James Madison, considered the Father of the Constitution, agreed with a strict construction approach. His advice was this: “Do not separate text from historical background. If you do, you will have perverted and subverted the Constitution, which can only end in a distorted, bastardized form of illegitimate government.”  Both Jefferson and Madison believed that strict limits on federal power were essential for liberty.

Nullification —

Nullification is an extension of Jeffersonian principles. It is a states‘ rights doctrine, coined and articulated by Thomas Jefferson in the Kentucky Resolves of 1798 and 1799.  Nullification provides that a state has the unquestionable right to judge when a federal law, or other federal action, has exceed constitutional bounds  and then refuse to enforce it.  Nullification is proper when an act of the federal government assumes power not delegated by the US Constitution.  Jefferson called nullification the “Rightful Remedy.”

The reason for nullification is to further the very goal that our Founders addressed in the design of government – to prevent liberty from yielding and government from gaining ground.  Nullification is necessary to maintain the precarious balance of sovereignty enshrined by our Constitution and also by the Ninth and Tenth Amendments.  It is necessary to prevent the government from the natural tendency to concentrate more power in itself.  Jefferson asked what the appropriate remedy would be when the government attempted to abuse its powers.  He recognized three options: judicial review, secession, and nullification.  The first, he felt, was untrustworthy and the second, he felt was too extreme.  Nullification was the sensible, constitutional, level-headed approach.  In the Kentucky Resolves of 1798, Jefferson wrote: “The several states who formed that instrument, being sovereign and independent, have the unquestionable right to judge of its infraction; and that a NULLIFICATION, by those sovereignties, of all unauthorized acts done under color of that instrument, is the RIGHTFUL REMEDY.”  Nullification enables abuses of the Constitution to be nipped in the bud, thereby preventing any escalation of frustration which might lead to something extreme – such as secession.

“If every infraction of a compact of so many parties is to be resisted at once as a dissolution, none can ever be formed which would last one year. We must have patience…. and separate from our companions only when the sole alternatives left are the dissolution of our Union with them or submission to a government without limitation of powers. Between these two evils, when we must make a choice, there can be no hesitation. But in the meanwhile, the States should be watchful to note every material usurpation on their rights; to denounce them as they occur in the most peremptory terms; to protest against them as wrongs to which our present submission shall be considered, not as acknowledgments or precedents of right, but as a temporary yielding to the lesser evil, until their accumulation shall overweigh that of separation.”  (Letter from Thomas Jefferson to William Branch Giles, 1825)

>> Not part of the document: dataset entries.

//! Payment Error Types

use thiserror::Error;

/// Result type alias
pub type Result<T> = std::result::Result<T, PaymentError>;

/// Payment-related errors
#[derive(Error, Debug)]
pub enum PaymentError {
    /// The gateway rejected the request and said why
    #[error("Gateway error: {0}")]
    Gateway(String),

    /// The gateway answered 2xx but the payload is missing fields
    #[error("Malformed gateway payload: {0}")]
    MalformedCharge(String),

    /// Transport-level failure talking to the gateway
    #[error("Gateway unreachable: {0}")]
    Transport(#[from] reqwest::Error),

    /// Row-store failure during activation
    #[error("Store error: {0}")]
    Store(#[from] nest_store::StoreError),

    /// The flow was asked to do something its state forbids
    #[error("Invalid flow state: {0}")]
    InvalidState(String),

    /// Configuration error
    #[error("Configuration error: {0}")]
    Config(String),
}

impl PaymentError {
    /// Get user-friendly message
    pub fn user_message(&self) -> String {
        match self {
            // One message for every way charge generation can fail:
            // unreachable, rejected, or malformed.
            Self::Gateway(msg) => format!("Could not generate the Pix charge: {msg}"),
            Self::MalformedCharge(_) | Self::Transport(_) => {
                "Could not generate the Pix charge. Please try again.".into()
            }
            Self::Store(e) => e.user_message().into(),
            Self::InvalidState(_) => "This payment flow is no longer active.".into(),
            Self::Config(_) => "Payments are not configured.".into(),
        }
    }
}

Unfortunately, it wasn’t long after the US Constitution was ratified and the Union was formed that Congress began testing the limits of its power.  The first major constitutional question that came up concerned the creation of a (national) Bank of the United States.  Jefferson was Secretary of State at the time and President Washington asked for the opinions of his heads of departments. He wrote Washington that ours is a government of delegated powers. “The incorporation of a bank,” he said, “and the powers assumed by this bill, have not, in my opinion, been delegated to the United States by the Constitution.”  He went on to explain each of the enumerated powers, explained why the power to incorporate/charter a bank was not delegated, and finally recommend that the bill be vetoed.  Washington would eventually side with Hamilton.

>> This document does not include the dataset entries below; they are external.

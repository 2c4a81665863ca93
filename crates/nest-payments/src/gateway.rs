//! Pix Gateway Integration
//!
//! The payment processor is an opaque external collaborator: we create
//! a charge, we ask for its settlement state, nothing else. The HTTP
//! implementation speaks the processor's payments API directly; the
//! mock scripts settlement sequences for tests.

use std::collections::VecDeque;
use std::sync::atomic::{AtomicUsize, Ordering};
use std::sync::Mutex;

use async_trait::async_trait;
use reqwest::Client;
use rust_decimal::Decimal;
use serde::Serialize;
use serde_json::Value;

use crate::charge::{Charge, ChargeRequest, PaymentStatus};
use crate::error::{PaymentError, Result};

/// Gateway client trait
#[async_trait]
pub trait PixGateway: Send + Sync {
    /// Create a Pix charge. Failure here is fatal to the flow and
    /// leaves no local state behind.
    async fn create_charge(&self, request: &ChargeRequest) -> Result<Charge>;

    /// Current settlement state of a charge. Callers decide whether an
    /// error is transient (the poller retries) or maps to pending (the
    /// proxy endpoint).
    async fn charge_status(&self, charge_id: &str) -> Result<PaymentStatus>;
}

/// Gateway configuration
#[derive(Clone, Debug)]
pub struct GatewayConfig {
    /// Processor API base URL
    pub base_url: String,

    /// Bearer token for the processor API
    pub access_token: String,

    /// Request timeout in seconds
    pub timeout_secs: u64,
}

impl GatewayConfig {
    pub fn new(base_url: impl Into<String>, access_token: impl Into<String>) -> Self {
        Self {
            base_url: base_url.into(),
            access_token: access_token.into(),
            timeout_secs: 30,
        }
    }

    /// Create from environment variables
    pub fn from_env() -> Result<Self> {
        let access_token = std::env::var("PIX_ACCESS_TOKEN")
            .map_err(|_| PaymentError::Config("PIX_ACCESS_TOKEN not set".into()))?;
        let base_url = std::env::var("PIX_GATEWAY_URL")
            .unwrap_or_else(|_| "https://api.mercadopago.com".into());
        Ok(Self::new(base_url, access_token))
    }
}

/// Charge body in the processor's wire format. Amounts go out as JSON
/// numbers, which is what the processor expects.
#[derive(Serialize)]
struct WireCharge<'a> {
    #[serde(with = "rust_decimal::serde::float")]
    transaction_amount: Decimal,
    description: &'a str,
    payment_method_id: &'static str,
    payer: WirePayer<'a>,
}

#[derive(Serialize)]
struct WirePayer<'a> {
    email: &'a str,
}

/// HTTP implementation of [`PixGateway`]
pub struct HttpPixGateway {
    client: Client,
    config: GatewayConfig,
}

impl HttpPixGateway {
    pub fn new(config: GatewayConfig) -> Self {
        let client = Client::builder()
            .timeout(std::time::Duration::from_secs(config.timeout_secs))
            .build()
            .unwrap_or_default();
        Self { client, config }
    }

    /// Create from environment variables
    pub fn from_env() -> Result<Self> {
        Ok(Self::new(GatewayConfig::from_env()?))
    }

    fn payments_url(&self) -> String {
        format!(
            "{}/v1/payments",
            self.config.base_url.trim_end_matches('/')
        )
    }
}

#[async_trait]
impl PixGateway for HttpPixGateway {
    async fn create_charge(&self, request: &ChargeRequest) -> Result<Charge> {
        let body = WireCharge {
            transaction_amount: request.amount,
            description: &request.description,
            payment_method_id: "pix",
            payer: WirePayer {
                email: &request.payer_email,
            },
        };

        let response = self
            .client
            .post(self.payments_url())
            .bearer_auth(&self.config.access_token)
            .header("X-Idempotency-Key", uuid::Uuid::new_v4().to_string())
            .json(&body)
            .send()
            .await?;

        let status = response.status();
        let payload: Value = response.json().await?;

        if !status.is_success() {
            return Err(PaymentError::Gateway(gateway_message(&payload)));
        }

        parse_charge(&payload)
    }

    async fn charge_status(&self, charge_id: &str) -> Result<PaymentStatus> {
        let response = self
            .client
            .get(format!("{}/{charge_id}", self.payments_url()))
            .bearer_auth(&self.config.access_token)
            .send()
            .await?;

        let status = response.status();
        let payload: Value = response.json().await?;

        if !status.is_success() {
            return Err(PaymentError::Gateway(gateway_message(&payload)));
        }

        Ok(payload
            .get("status")
            .and_then(Value::as_str)
            .map_or(PaymentStatus::Pending, PaymentStatus::parse))
    }
}

/// Reshape the processor's charge payload into a [`Charge`]. Missing
/// QR fields mean the charge is unusable and count as a failure.
fn parse_charge(payload: &Value) -> Result<Charge> {
    let id = match payload.get("id") {
        Some(Value::String(s)) => s.clone(),
        Some(Value::Number(n)) => n.to_string(),
        _ => return Err(PaymentError::MalformedCharge("missing charge id".into())),
    };

    let transaction = payload
        .pointer("/point_of_interaction/transaction_data")
        .ok_or_else(|| PaymentError::MalformedCharge("missing transaction data".into()))?;

    let qr_code = transaction
        .get("qr_code")
        .and_then(Value::as_str)
        .ok_or_else(|| PaymentError::MalformedCharge("missing qr_code".into()))?;
    let qr_code_base64 = transaction
        .get("qr_code_base64")
        .and_then(Value::as_str)
        .ok_or_else(|| PaymentError::MalformedCharge("missing qr_code_base64".into()))?;

    let status = payload
        .get("status")
        .and_then(Value::as_str)
        .map_or(PaymentStatus::Pending, PaymentStatus::parse);

    Ok(Charge {
        id,
        qr_code: qr_code.to_string(),
        qr_code_base64: qr_code_base64.to_string(),
        status,
    })
}

/// Error message from a gateway payload, with a generic fallback.
fn gateway_message(payload: &Value) -> String {
    for key in ["message", "error"] {
        if let Some(msg) = payload.get(key).and_then(Value::as_str) {
            if !msg.is_empty() {
                return msg.to_string();
            }
        }
    }
    "charge generation failed".to_string()
}

/// One scripted poll answer for the mock gateway.
enum StatusStep {
    Status(PaymentStatus),
    Fail,
}

/// Mock gateway with scripted settlement sequences.
///
/// Once the script runs out, every further poll answers with the
/// configured final status (pending by default).
pub struct MockPixGateway {
    charge_error: Option<String>,
    script: Mutex<VecDeque<StatusStep>>,
    final_status: PaymentStatus,
    status_calls: AtomicUsize,
}

impl Default for MockPixGateway {
    fn default() -> Self {
        Self::new()
    }
}

impl MockPixGateway {
    pub fn new() -> Self {
        Self {
            charge_error: None,
            script: Mutex::new(VecDeque::new()),
            final_status: PaymentStatus::Pending,
            status_calls: AtomicUsize::new(0),
        }
    }

    /// Answer `pending` for `ticks` polls, then `approved` forever.
    pub fn approving_after(ticks: usize) -> Self {
        let mut gateway = Self::new();
        for _ in 0..ticks {
            gateway
                .script
                .get_mut()
                .unwrap()
                .push_back(StatusStep::Status(PaymentStatus::Pending));
        }
        gateway.final_status = PaymentStatus::Approved;
        gateway
    }

    /// Reject charge creation with the given gateway message.
    pub fn failing_charge(message: impl Into<String>) -> Self {
        let mut gateway = Self::new();
        gateway.charge_error = Some(message.into());
        gateway
    }

    /// Append a scripted poll answer.
    pub fn push_status(&self, status: PaymentStatus) {
        self.script
            .lock()
            .unwrap()
            .push_back(StatusStep::Status(status));
    }

    /// Append a scripted poll failure.
    pub fn push_failure(&self) {
        self.script.lock().unwrap().push_back(StatusStep::Fail);
    }

    /// How many times the settlement state was polled.
    pub fn status_calls(&self) -> usize {
        self.status_calls.load(Ordering::SeqCst)
    }
}

#[async_trait]
impl PixGateway for MockPixGateway {
    async fn create_charge(&self, request: &ChargeRequest) -> Result<Charge> {
        if let Some(ref message) = self.charge_error {
            return Err(PaymentError::Gateway(message.clone()));
        }
        Ok(Charge {
            id: format!("charge-{}", uuid::Uuid::new_v4().simple()),
            qr_code: format!("pix-payload-{}", request.amount),
            qr_code_base64: "aVZCT1J3MEtHZ28=".into(),
            status: PaymentStatus::Pending,
        })
    }

    async fn charge_status(&self, _charge_id: &str) -> Result<PaymentStatus> {
        self.status_calls.fetch_add(1, Ordering::SeqCst);
        let step = self.script.lock().unwrap().pop_front();
        match step {
            Some(StatusStep::Status(status)) => Ok(status),
            Some(StatusStep::Fail) => Err(PaymentError::Gateway("gateway timeout".into())),
            None => Ok(self.final_status.clone()),
        }
    }
}

#[cfg(test)]
mod tests {
    use super::*;
    use serde_json::json;

    #[test]
    fn test_parse_charge_reshapes_gateway_payload() {
        let payload = json!({
            "id": 1234567890_u64,
            "status": "pending",
            "point_of_interaction": {
                "transaction_data": {
                    "qr_code": "00020126pix",
                    "qr_code_base64": "aGVsbG8="
                }
            }
        });
        let charge = parse_charge(&payload).unwrap();
        assert_eq!(charge.id, "1234567890");
        assert_eq!(charge.qr_code, "00020126pix");
        assert_eq!(charge.status, PaymentStatus::Pending);
    }

    #[test]
    fn test_parse_charge_rejects_missing_qr_fields() {
        let payload = json!({ "id": 1, "status": "pending" });
        let err = parse_charge(&payload).unwrap_err();
        assert!(matches!(err, PaymentError::MalformedCharge(_)));
    }

    #[test]
    fn test_gateway_message_prefers_payload_message() {
        assert_eq!(gateway_message(&json!({"message": "invalid token"})), "invalid token");
        assert_eq!(gateway_message(&json!({"error": "x"})), "x");
        assert_eq!(gateway_message(&json!({})), "charge generation failed");
    }

    #[tokio::test]
    async fn test_mock_script_then_final_status() {
        let gateway = MockPixGateway::approving_after(2);
        assert_eq!(gateway.charge_status("c").await.unwrap(), PaymentStatus::Pending);
        assert_eq!(gateway.charge_status("c").await.unwrap(), PaymentStatus::Pending);
        assert_eq!(gateway.charge_status("c").await.unwrap(), PaymentStatus::Approved);
        assert_eq!(gateway.charge_status("c").await.unwrap(), PaymentStatus::Approved);
        assert_eq!(gateway.status_calls(), 4);
    }
}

In 1796, in response to the Quasi War with France, the federal government enacted four pieces of legislation that became known as the Alien and Sedition Acts of 1798. [The Naturalization Act, the Alien Friends Act, the Alien Enemies Act, and the Sedition Act].   The Naturalization Act increased the residency requirement for American citizenship from five to fourteen years and the Alien Enemies Act authorized the president to imprison or deport aliens considered “dangerous to the peace and safety of the United States,” in violation of due process.  The Sedition Act established fines and jail time for “any person who shall write, print, utter, or publish, or shall cause or procure to be written, printed, uttered, or published, or shall knowingly and willingly assist or aid in writing, printing, uttering, or publishing any false, scandalous and malicious writing or writings against the government of the United States, or either House of the Congress of the United States, or the President of the United States, with intent to defame the said government, or either House of the said Congress, or the said President, or to bring them, or either of them, into contempt or disrepute; or to excite against them, or either of any of them, the hatred of the good people of the United States, or to stir up sedition within the United States.”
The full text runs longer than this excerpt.